Aku kembali mengatur napas lalu mengambil satu tarikan besar. “Tapi, kenapa, Zeev?” tanyaku bersama nada lebih plegmatis. “Kenapa aku gak bisa hukum kamu dan benci kamu aja? Kenapa kepergian kamu justru buat aku ngerti kalau kamu bener-bener berarti?” tanyaku yang disambut kawanan ilalang yang masih bergoyang. “Sebelum ketemu kamu, hidupku baik-baik aja, Zeev. Tapi, setelah ketemu kamu dan cuma untuk dipisahkan dengan cara kaya gini... Mungkin hidup aku gak akan pernah seperti sebelumnya.” lagi-lagi aku menyelesaikan ucapanku sambil menangis.

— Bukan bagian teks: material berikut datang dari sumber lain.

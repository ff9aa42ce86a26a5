//! Detector capability.

use super::LabelMap;
use crate::chip::ChipImage;
use crate::error::Result;
use crate::geometry::BoundingBox;
use serde::{Deserialize, Serialize};

/// A detection in chip-local pixel coordinates.
#[derive(Debug, Clone, PartialEq, Serialize, Deserialize)]
pub struct RawDetection {
    /// Box in chip pixels (`x` = column, `y` = row).
    pub bbox: BoundingBox,
    /// Class identifier from the label map.
    pub class_id: u32,
    /// Detector score.
    pub score: f32,
}

/// Scores a chip image.
///
/// Implementations are shared across worker threads. Every returned
/// detection has `score >= score_thresh`; order is unspecified.
pub trait Detector: Send + Sync {
    /// Detect objects in `chip`.
    fn detect(
        &self,
        chip: &ChipImage,
        label_map: &LabelMap,
        score_thresh: f32,
    ) -> Result<Vec<RawDetection>>;
}
//! Detector boundary.
//!
//! The detection model is opaque: anything implementing [`Detector`] can
//! score chips. [`CommandDetector`] delegates to an external program.

mod command;
mod detector;
mod label_map;

pub use command::{CommandDetector, WireDetection};
pub use detector::{Detector, RawDetection};
pub use label_map::LabelMap;
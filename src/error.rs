//! Error types for geochip.

use crate::geometry::GeometryError;
use std::path::PathBuf;

/// Result type alias for geochip operations.
pub type Result<T> = std::result::Result<T, Error>;

/// Broad failure class of an [`Error`].
#[derive(Debug, Clone, Copy, PartialEq, Eq)]
pub enum ErrorKind {
    /// Invalid settings, detected before any chip is processed.
    Configuration,
    /// Unreadable input or unwritable output.
    Io,
    /// The external detector failed on a chip.
    Detection,
    /// A malformed geometry in an input file.
    Geometry,
}

/// Top-level error type for geochip.
#[derive(Debug, thiserror::Error)]
pub enum Error {
    /// Configuration directory could not be determined.
    #[error("could not determine configuration directory for this platform")]
    ConfigDirNotFound,

    /// Failed to read configuration file.
    #[error("failed to read config file '{path}'")]
    ConfigRead {
        /// Path to the config file.
        path: PathBuf,
        /// Underlying I/O error.
        #[source]
        source: std::io::Error,
    },

    /// Failed to parse configuration file.
    #[error("failed to parse config file '{path}'")]
    ConfigParse {
        /// Path to the config file.
        path: PathBuf,
        /// Underlying parse error.
        #[source]
        source: toml::de::Error,
    },

    /// Failed to write configuration file.
    #[error("failed to write config file '{path}'")]
    ConfigWrite {
        /// Path to the config file.
        path: PathBuf,
        /// Underlying I/O error.
        #[source]
        source: std::io::Error,
    },

    /// Failed to serialize configuration.
    #[error("failed to serialize config")]
    ConfigSerialize {
        /// Underlying serialization error.
        #[source]
        source: toml::ser::Error,
    },

    /// Configuration validation failed.
    #[error("configuration validation failed: {message}")]
    ConfigValidation {
        /// Description of the validation failure.
        message: String,
    },

    /// Chip size and overlap do not describe a valid grid.
    #[error("invalid chip size {chip_size} with overlap {overlap} (chip size must be positive and larger than the overlap)")]
    InvalidChipSize {
        /// Requested chip edge length in pixels.
        chip_size: u32,
        /// Requested overlap in pixels.
        overlap: u32,
    },

    /// Channel order does not select valid raster bands.
    #[error("invalid channel order {order:?}: {reason}")]
    InvalidChannelOrder {
        /// The requested band indices.
        order: Vec<usize>,
        /// Why the order was rejected.
        reason: String,
    },

    /// No detector program was given on the command line or in the config.
    #[error("no detector program configured (use --detector or set detector.program in config)")]
    DetectorNotConfigured,

    /// No input images were given.
    #[error("at least one input image is required")]
    NoInputImages,

    /// Failed to decode a raster image.
    #[error("failed to read raster '{path}'")]
    RasterRead {
        /// Path to the image.
        path: PathBuf,
        /// Underlying decode error.
        #[source]
        source: image::ImageError,
    },

    /// A read outside the raster extent was requested.
    #[error("raster region rows {row}..{row_end}, cols {col}..{col_end} is outside a {height}x{width} raster")]
    RegionOutOfBounds {
        /// First requested row.
        row: usize,
        /// One past the last requested row.
        row_end: usize,
        /// First requested column.
        col: usize,
        /// One past the last requested column.
        col_end: usize,
        /// Raster height.
        height: usize,
        /// Raster width.
        width: usize,
    },

    /// A band index outside the raster was requested.
    #[error("band {band} requested from a raster with {band_count} band(s)")]
    BandOutOfRange {
        /// Requested band.
        band: usize,
        /// Number of bands in the raster.
        band_count: usize,
    },

    /// Failed to read a world file.
    #[error("failed to read world file '{path}'")]
    WorldFileRead {
        /// Path to the world file.
        path: PathBuf,
        /// Underlying I/O error.
        #[source]
        source: std::io::Error,
    },

    /// GeoTIFF georeferencing tags could not be read.
    #[error("failed to read GeoTIFF tags from '{path}': {message}")]
    GeoTiffTags {
        /// Path to the image.
        path: PathBuf,
        /// Description of the problem.
        message: String,
    },

    /// World file could not be parsed.
    #[error("failed to parse world file '{path}': {message}")]
    WorldFileParse {
        /// Path to the world file.
        path: PathBuf,
        /// Description of the problem.
        message: String,
    },

    /// Input images cannot be combined into one virtual raster.
    #[error("cannot mosaic input images: {message}")]
    MosaicMismatch {
        /// Description of the mismatch.
        message: String,
    },

    /// Failed to read the label map.
    #[error("failed to read label map '{path}'")]
    LabelMapRead {
        /// Path to the label map.
        path: PathBuf,
        /// Underlying I/O error.
        #[source]
        source: std::io::Error,
    },

    /// Label map syntax error.
    #[error("failed to parse label map '{path}' at line {line}: {message}")]
    LabelMapParse {
        /// Path to the label map.
        path: PathBuf,
        /// 1-based line number.
        line: usize,
        /// Description of the syntax error.
        message: String,
    },

    /// Failed to read the mask file.
    #[error("failed to read mask file '{path}'")]
    MaskRead {
        /// Path to the mask file.
        path: PathBuf,
        /// Underlying I/O error.
        #[source]
        source: std::io::Error,
    },

    /// Mask file is not valid GeoJSON.
    #[error("failed to parse mask file '{path}'")]
    MaskParse {
        /// Path to the mask file.
        path: PathBuf,
        /// Underlying parse error.
        #[source]
        source: serde_json::Error,
    },

    /// Mask file holds a polygon that cannot be used.
    #[error("invalid polygon in mask file '{path}'")]
    MaskGeometry {
        /// Path to the mask file.
        path: PathBuf,
        /// What was wrong with the polygon.
        #[source]
        source: GeometryError,
    },

    /// Failed to write a chip image for the detector.
    #[error("failed to write chip image '{path}'")]
    ChipWrite {
        /// Path to the chip image.
        path: PathBuf,
        /// Underlying encode error.
        #[source]
        source: image::ImageError,
    },

    /// Detector program could not be started.
    #[error("failed to start detector program '{program}'")]
    DetectorSpawn {
        /// Program that failed to start.
        program: String,
        /// Underlying I/O error.
        #[source]
        source: std::io::Error,
    },

    /// Detector failed on a chip.
    #[error("detection failed on chip {chip}: {reason}")]
    Detection {
        /// Chip identifier.
        chip: usize,
        /// Description of the failure.
        reason: String,
    },

    /// Detector output could not be parsed.
    #[error("detector returned unparsable output for chip {chip}")]
    DetectorOutput {
        /// Chip identifier.
        chip: usize,
        /// Underlying parse error.
        #[source]
        source: serde_json::Error,
    },

    /// Failed to create the working directory.
    #[error("failed to create working directory '{path}'")]
    WorkDirCreate {
        /// Path to the working directory.
        path: PathBuf,
        /// Underlying I/O error.
        #[source]
        source: std::io::Error,
    },

    /// Failed to build the worker pool.
    #[error("failed to build worker pool: {reason}")]
    ThreadPool {
        /// Description of the failure.
        reason: String,
    },

    /// Failed to write an output file.
    #[error("failed to write output file '{path}'")]
    OutputWrite {
        /// Path to the output file.
        path: PathBuf,
        /// Underlying I/O error.
        #[source]
        source: std::io::Error,
    },

    /// Failed to write JSON output file.
    #[error("failed to write JSON output file '{path}'")]
    JsonWrite {
        /// Path to the JSON file.
        path: PathBuf,
        /// Underlying serialization error.
        #[source]
        source: serde_json::Error,
    },

    /// Failed to write CSV output file.
    #[error("failed to write CSV output file '{path}'")]
    CsvWrite {
        /// Path to the CSV file.
        path: PathBuf,
        /// Underlying CSV error.
        #[source]
        source: csv::Error,
    },
}

impl Error {
    /// Classify this error.
    pub const fn kind(&self) -> ErrorKind {
        match self {
            Self::ConfigDirNotFound
            | Self::ConfigRead { .. }
            | Self::ConfigParse { .. }
            | Self::ConfigWrite { .. }
            | Self::ConfigSerialize { .. }
            | Self::ConfigValidation { .. }
            | Self::InvalidChipSize { .. }
            | Self::InvalidChannelOrder { .. }
            | Self::DetectorNotConfigured
            | Self::NoInputImages
            | Self::MosaicMismatch { .. }
            | Self::ThreadPool { .. } => ErrorKind::Configuration,
            Self::DetectorSpawn { .. } | Self::Detection { .. } | Self::DetectorOutput { .. } => {
                ErrorKind::Detection
            }
            Self::MaskGeometry { .. } => ErrorKind::Geometry,
            Self::RasterRead { .. }
            | Self::RegionOutOfBounds { .. }
            | Self::BandOutOfRange { .. }
            | Self::WorldFileRead { .. }
            | Self::GeoTiffTags { .. }
            | Self::WorldFileParse { .. }
            | Self::LabelMapRead { .. }
            | Self::LabelMapParse { .. }
            | Self::MaskRead { .. }
            | Self::MaskParse { .. }
            | Self::ChipWrite { .. }
            | Self::WorkDirCreate { .. }
            | Self::OutputWrite { .. }
            | Self::JsonWrite { .. }
            | Self::CsvWrite { .. } => ErrorKind::Io,
        }
    }
}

Senja mungkin mulai menampakan keelokan jingganya sebab ingin menghiburku. Angin kian berhembus kencang dan menerpa permukaan wajah seolah-olah ingin menghapus jejak kepedihan di sela-sela linangan air mataku. Dan tiba-tiba saja aku mampu merasakan sebuah sentuhan yang merengkuh tubuhku dari belakang. Sebuah pelukan paling hangat yang belum pernah aku rasakan seolah-olah menganggapku manusia paling kedinginan di dunia, paradoks yang harus aku telan bulat-bulat kenyataanya.

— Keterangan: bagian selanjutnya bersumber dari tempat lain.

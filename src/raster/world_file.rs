//! ESRI world file sidecars.
//!
//! A world file holds six lines `A D B E C F` where `C, F` address the
//! *center* of the upper-left pixel. [`GeoTransform`] addresses pixel
//! corners, so the origin is shifted by half a pixel.

use super::GeoTransform;
use crate::constants::WORLD_FILE_EXTENSIONS;
use crate::error::{Error, Result};
use std::path::{Path, PathBuf};

/// Find a world file next to `image_path`, trying each known extension.
pub fn find_world_file(image_path: &Path) -> Option<PathBuf> {
    WORLD_FILE_EXTENSIONS
        .iter()
        .map(|ext| image_path.with_extension(ext))
        .find(|candidate| candidate.is_file())
}

/// Parse world file contents into a transform.
pub fn parse_world_file(contents: &str, path: &Path) -> Result<GeoTransform> {
    let values = contents
        .lines()
        .map(str::trim)
        .filter(|line| !line.is_empty())
        .map(|line| {
            line.parse::<f64>().map_err(|_| Error::WorldFileParse {
                path: path.to_path_buf(),
                message: format!("'{line}' is not a number"),
            })
        })
        .collect::<Result<Vec<_>>>()?;

    let [a, d, b, e, c, f] = values.as_slice() else {
        return Err(Error::WorldFileParse {
            path: path.to_path_buf(),
            message: format!("expected 6 values, found {}", values.len()),
        });
    };

    Ok(GeoTransform([
        c - a / 2.0 - b / 2.0,
        *a,
        *b,
        f - d / 2.0 - e / 2.0,
        *d,
        *e,
    ]))
}

/// Read and parse a world file.
pub fn read_world_file(path: &Path) -> Result<GeoTransform> {
    let contents = std::fs::read_to_string(path).map_err(|e| Error::WorldFileRead {
        path: path.to_path_buf(),
        source: e,
    })?;
    parse_world_file(&contents, path)
}

#[cfg(test)]
#[allow(clippy::unwrap_used, clippy::float_cmp)]
mod tests {
    use super::*;
    use tempfile::TempDir;

    #[test]
    fn test_parse_world_file_shifts_to_corner() {
        let contents = "2.0\n0.0\n0.0\n-2.0\n101.0\n199.0\n";
        let t = parse_world_file(contents, Path::new("x.tfw")).unwrap();
        assert_eq!(t, GeoTransform([100.0, 2.0, 0.0, 200.0, 0.0, -2.0]));
    }

    #[test]
    fn test_parse_world_file_wrong_count() {
        let err = parse_world_file("1\n2\n3\n", Path::new("x.tfw"));
        assert!(matches!(err, Err(Error::WorldFileParse { .. })));
    }

    #[test]
    fn test_parse_world_file_not_a_number() {
        let err = parse_world_file("1\n0\n0\n-1\nabc\n0\n", Path::new("x.tfw"));
        assert!(matches!(err, Err(Error::WorldFileParse { .. })));
    }

    #[test]
    fn test_find_world_file() {
        let dir = TempDir::new().unwrap();
        let image = dir.path().join("scene.png");
        assert!(find_world_file(&image).is_none());

        std::fs::write(dir.path().join("scene.pgw"), "1\n0\n0\n-1\n0.5\n-0.5\n").unwrap();
        assert_eq!(find_world_file(&image), Some(dir.path().join("scene.pgw")));
    }

    #[test]
    fn test_read_missing_world_file_names_path() {
        let err = read_world_file(Path::new("/nonexistent/scene.tfw")).unwrap_err();
        assert!(matches!(err, Error::WorldFileRead { .. }));
        assert!(err.to_string().contains("/nonexistent/scene.tfw"));
    }
}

“Kamu siapa?” selidik wanita bergaun putih setelah melepaskan pelukanya yang telah membuatku tenang. “Kenapa nangis di depan makam anak bunda?” pertanyaan itu cukup menegaskan bahwasanya wanita berwajah sendu di hadapanku adalah ibu dari Zeev.

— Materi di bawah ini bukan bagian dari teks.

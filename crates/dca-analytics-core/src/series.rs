use chrono::{Datelike, Months, NaiveDate};
use serde::{Deserialize, Serialize};

use crate::error::DcaError;
use crate::DcaResult;

/// A single priced sample.
#[derive(Debug, Clone, Copy, PartialEq, Serialize, Deserialize)]
pub struct PricePoint {
    pub date: NaiveDate,
    pub price: f64,
}

impl PricePoint {
    pub fn new(date: NaiveDate, price: f64) -> Self {
        Self { date, price }
    }

    /// Samples with a zero or negative price never enter a simulation.
    pub fn is_valid(&self) -> bool {
        self.price > 0.0
    }
}

/// Calendar bucket used when normalizing raw provider data.
#[derive(Debug, Clone, Copy, PartialEq, Eq, Serialize, Deserialize)]
#[serde(rename_all = "snake_case")]
pub enum Resolution {
    Monthly,
    Quarterly,
}

impl Resolution {
    fn bucket(&self, date: NaiveDate) -> (i32, u32) {
        match self {
            Resolution::Monthly => (date.year(), date.month()),
            Resolution::Quarterly => (date.year(), (date.month() - 1) / 3),
        }
    }
}

/// Ordered price samples with strictly increasing dates.
///
/// Built once per request from resolved market data and never mutated.
/// Non-positive prices are kept as-is so that callers can see the gap; the
/// simulators skip them.
#[derive(Debug, Clone, PartialEq, Serialize, Deserialize)]
#[serde(try_from = "Vec<PricePoint>", into = "Vec<PricePoint>")]
pub struct PriceSeries {
    points: Vec<PricePoint>,
}

impl PriceSeries {
    /// Build a series, rejecting out-of-order dates and non-finite prices.
    pub fn new(points: Vec<PricePoint>) -> DcaResult<Self> {
        for (i, p) in points.iter().enumerate() {
            if !p.price.is_finite() {
                return Err(DcaError::invalid(
                    "prices",
                    format!("price on {} is not a finite number", p.date),
                ));
            }
            if i > 0 && points[i - 1].date >= p.date {
                return Err(DcaError::invalid(
                    "prices",
                    format!(
                        "dates must be strictly increasing ({} follows {})",
                        p.date,
                        points[i - 1].date
                    ),
                ));
            }
        }
        Ok(Self { points })
    }

    /// Sort raw observations by date, keeping the last one seen for a
    /// duplicated date.
    pub fn from_unsorted(mut points: Vec<PricePoint>) -> DcaResult<Self> {
        // Stable sort keeps input order among equal dates.
        points.sort_by_key(|p| p.date);
        let mut deduped: Vec<PricePoint> = Vec::with_capacity(points.len());
        for p in points {
            match deduped.last_mut() {
                Some(last) if last.date == p.date => *last = p,
                _ => deduped.push(p),
            }
        }
        Self::new(deduped)
    }

    pub fn points(&self) -> &[PricePoint] {
        &self.points
    }

    pub fn len(&self) -> usize {
        self.points.len()
    }

    pub fn is_empty(&self) -> bool {
        self.points.is_empty()
    }

    /// Number of samples with a positive price.
    pub fn valid_len(&self) -> usize {
        self.points.iter().filter(|p| p.is_valid()).count()
    }

    pub fn first_date(&self) -> Option<NaiveDate> {
        self.points.first().map(|p| p.date)
    }

    pub fn last_date(&self) -> Option<NaiveDate> {
        self.points.last().map(|p| p.date)
    }

    /// Keep only samples whose calendar year lies in `[start_year, end_year]`.
    /// Either bound may be open.
    pub fn between_years(&self, start_year: Option<i32>, end_year: Option<i32>) -> PriceSeries {
        let points = self
            .points
            .iter()
            .filter(|p| start_year.map_or(true, |y| p.date.year() >= y))
            .filter(|p| end_year.map_or(true, |y| p.date.year() <= y))
            .copied()
            .collect();
        PriceSeries { points }
    }

    /// Keep the samples dated within `months` calendar months of the last
    /// sample; the cutoff itself is excluded.
    pub fn trailing_months(&self, months: u32) -> PriceSeries {
        let cutoff = self
            .last_date()
            .and_then(|last| last.checked_sub_months(Months::new(months)));
        match cutoff {
            Some(cutoff) => PriceSeries {
                points: self.points.iter().filter(|p| p.date > cutoff).copied().collect(),
            },
            None => self.clone(),
        }
    }

    /// Collapse to one sample per calendar month or quarter.
    ///
    /// The representative is the last valid observation in the bucket; a
    /// bucket with no valid observation keeps its last raw sample so the gap
    /// stays visible downstream instead of being filled.
    pub fn resample(&self, resolution: Resolution) -> PriceSeries {
        let mut out: Vec<PricePoint> = Vec::new();
        let mut current: Option<(i32, u32)> = None;

        for p in &self.points {
            let bucket = resolution.bucket(p.date);
            if current == Some(bucket) {
                if let Some(last) = out.last_mut() {
                    if p.is_valid() || !last.is_valid() {
                        *last = *p;
                    }
                }
            } else {
                out.push(*p);
                current = Some(bucket);
            }
        }
        PriceSeries { points: out }
    }

    /// Period-over-period price changes across valid samples.
    pub fn returns(&self) -> ReturnSeries {
        let valid: Vec<&PricePoint> = self.points.iter().filter(|p| p.is_valid()).collect();
        let points = valid
            .windows(2)
            .map(|w| ReturnPoint {
                date: w[1].date,
                value: (w[1].price - w[0].price) / w[0].price,
            })
            .collect();
        ReturnSeries { points }
    }
}

impl TryFrom<Vec<PricePoint>> for PriceSeries {
    type Error = DcaError;

    fn try_from(points: Vec<PricePoint>) -> Result<Self, Self::Error> {
        PriceSeries::new(points)
    }
}

impl From<PriceSeries> for Vec<PricePoint> {
    fn from(series: PriceSeries) -> Self {
        series.points
    }
}

/// One fractional return, dated at the end of its period.
#[derive(Debug, Clone, Copy, PartialEq, Serialize, Deserialize)]
pub struct ReturnPoint {
    pub date: NaiveDate,
    pub value: f64,
}

/// Per-period fractional returns (0.01 = 1%).
#[derive(Debug, Clone, Default, PartialEq, Serialize, Deserialize)]
#[serde(transparent)]
pub struct ReturnSeries {
    pub points: Vec<ReturnPoint>,
}

impl ReturnSeries {
    pub fn len(&self) -> usize {
        self.points.len()
    }

    pub fn is_empty(&self) -> bool {
        self.points.is_empty()
    }

    pub fn values(&self) -> Vec<f64> {
        self.points.iter().map(|p| p.value).collect()
    }
}

#[cfg(test)]
mod tests {
    use super::*;

    fn d(y: i32, m: u32, day: u32) -> NaiveDate {
        NaiveDate::from_ymd_opt(y, m, day).unwrap()
    }

    #[test]
    fn test_rejects_unordered_dates() {
        let points = vec![
            PricePoint::new(d(2020, 2, 1), 10.0),
            PricePoint::new(d(2020, 1, 1), 11.0),
        ];
        assert!(PriceSeries::new(points).is_err());
    }

    #[test]
    fn test_rejects_duplicate_dates() {
        let points = vec![
            PricePoint::new(d(2020, 1, 1), 10.0),
            PricePoint::new(d(2020, 1, 1), 11.0),
        ];
        assert!(PriceSeries::new(points).is_err());
    }

    #[test]
    fn test_rejects_nan_price() {
        let points = vec![PricePoint::new(d(2020, 1, 1), f64::NAN)];
        assert!(PriceSeries::new(points).is_err());
    }

    #[test]
    fn test_keeps_non_positive_prices() {
        let points = vec![
            PricePoint::new(d(2020, 1, 1), 10.0),
            PricePoint::new(d(2020, 2, 1), 0.0),
            PricePoint::new(d(2020, 3, 1), 12.0),
        ];
        let series = PriceSeries::new(points).unwrap();
        assert_eq!(series.len(), 3);
        assert_eq!(series.valid_len(), 2);
    }

    #[test]
    fn test_from_unsorted_keeps_last_duplicate() {
        let points = vec![
            PricePoint::new(d(2020, 3, 1), 12.0),
            PricePoint::new(d(2020, 1, 1), 10.0),
            PricePoint::new(d(2020, 3, 1), 13.0),
        ];
        let series = PriceSeries::from_unsorted(points).unwrap();
        assert_eq!(series.len(), 2);
        assert_eq!(series.points()[1].price, 13.0);
    }

    #[test]
    fn test_resample_monthly_takes_last_valid() {
        let points = vec![
            PricePoint::new(d(2020, 1, 2), 10.0),
            PricePoint::new(d(2020, 1, 30), 11.0),
            PricePoint::new(d(2020, 1, 31), -1.0),
            PricePoint::new(d(2020, 2, 3), 12.0),
            PricePoint::new(d(2020, 2, 28), 12.5),
        ];
        let monthly = PriceSeries::new(points).unwrap().resample(Resolution::Monthly);
        assert_eq!(monthly.len(), 2);
        assert_eq!(monthly.points()[0].price, 11.0);
        assert_eq!(monthly.points()[0].date, d(2020, 1, 30));
        assert_eq!(monthly.points()[1].price, 12.5);
    }

    #[test]
    fn test_resample_keeps_invalid_bucket_visible() {
        let points = vec![
            PricePoint::new(d(2020, 1, 2), 10.0),
            PricePoint::new(d(2020, 2, 3), 0.0),
            PricePoint::new(d(2020, 3, 3), 11.0),
        ];
        let monthly = PriceSeries::new(points).unwrap().resample(Resolution::Monthly);
        assert_eq!(monthly.len(), 3);
        assert!(!monthly.points()[1].is_valid());
    }

    #[test]
    fn test_resample_quarterly() {
        let points: Vec<PricePoint> = (1..=12)
            .map(|m| PricePoint::new(d(2021, m, 1), m as f64))
            .collect();
        let q = PriceSeries::new(points).unwrap().resample(Resolution::Quarterly);
        let prices: Vec<f64> = q.points().iter().map(|p| p.price).collect();
        assert_eq!(prices, vec![3.0, 6.0, 9.0, 12.0]);
    }

    #[test]
    fn test_between_years_inclusive() {
        let points: Vec<PricePoint> = (2015..=2020)
            .map(|y| PricePoint::new(d(y, 6, 1), 1.0))
            .collect();
        let series = PriceSeries::new(points).unwrap();
        assert_eq!(series.between_years(Some(2016), Some(2018)).len(), 3);
        assert_eq!(series.between_years(None, Some(2016)).len(), 2);
        assert_eq!(series.between_years(Some(2030), None).len(), 0);
    }

    #[test]
    fn test_trailing_months() {
        let points: Vec<PricePoint> = (0..120)
            .map(|i| PricePoint::new(d(2015 + i / 12, (i % 12) as u32 + 1, 1), 1.0))
            .collect();
        let series = PriceSeries::new(points).unwrap();
        let last_year = series.trailing_months(12);
        assert_eq!(last_year.len(), 12);
        assert_eq!(last_year.first_date(), Some(d(2024, 1, 1)));
        assert_eq!(series.trailing_months(600).len(), 120);
        assert!(PriceSeries::new(vec![]).unwrap().trailing_months(12).is_empty());
    }

    #[test]
    fn test_returns_skip_invalid_samples() {
        let points = vec![
            PricePoint::new(d(2020, 1, 1), 100.0),
            PricePoint::new(d(2020, 2, 1), 0.0),
            PricePoint::new(d(2020, 3, 1), 110.0),
        ];
        let r = PriceSeries::new(points).unwrap().returns();
        assert_eq!(r.len(), 1);
        assert!((r.points[0].value - 0.10).abs() < 1e-12);
    }

    #[test]
    fn test_deserialize_validates_order() {
        let json = r#"[{"date":"2020-02-01","price":1.0},{"date":"2020-01-01","price":2.0}]"#;
        assert!(serde_json::from_str::<PriceSeries>(json).is_err());
    }
}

“Aku Lunar, temen sekolahnya Zeev.” timpalku seraya menyeka bulir bening yang masih tertinggal di pipi. “Bunda kenapa masih di sini? Bukannya harusnya udah pulang dari tadi, ya?”
“Bunda kelupaan sesuatu.” ujar bunda, datang bersama sebuah lentera kecil yang sudah memancarkan sinar kecilnya. “Zeev gak suka tempat yang gelap.” meletakannya di dekat nisan guna menemani malam Zeev. “Maaf, tadi bunda gak sengaja denger semua obrolan kamu sama Zeev.” terangnya, sukses memancing hujan yang kembali tumpah dari sepasang netraku.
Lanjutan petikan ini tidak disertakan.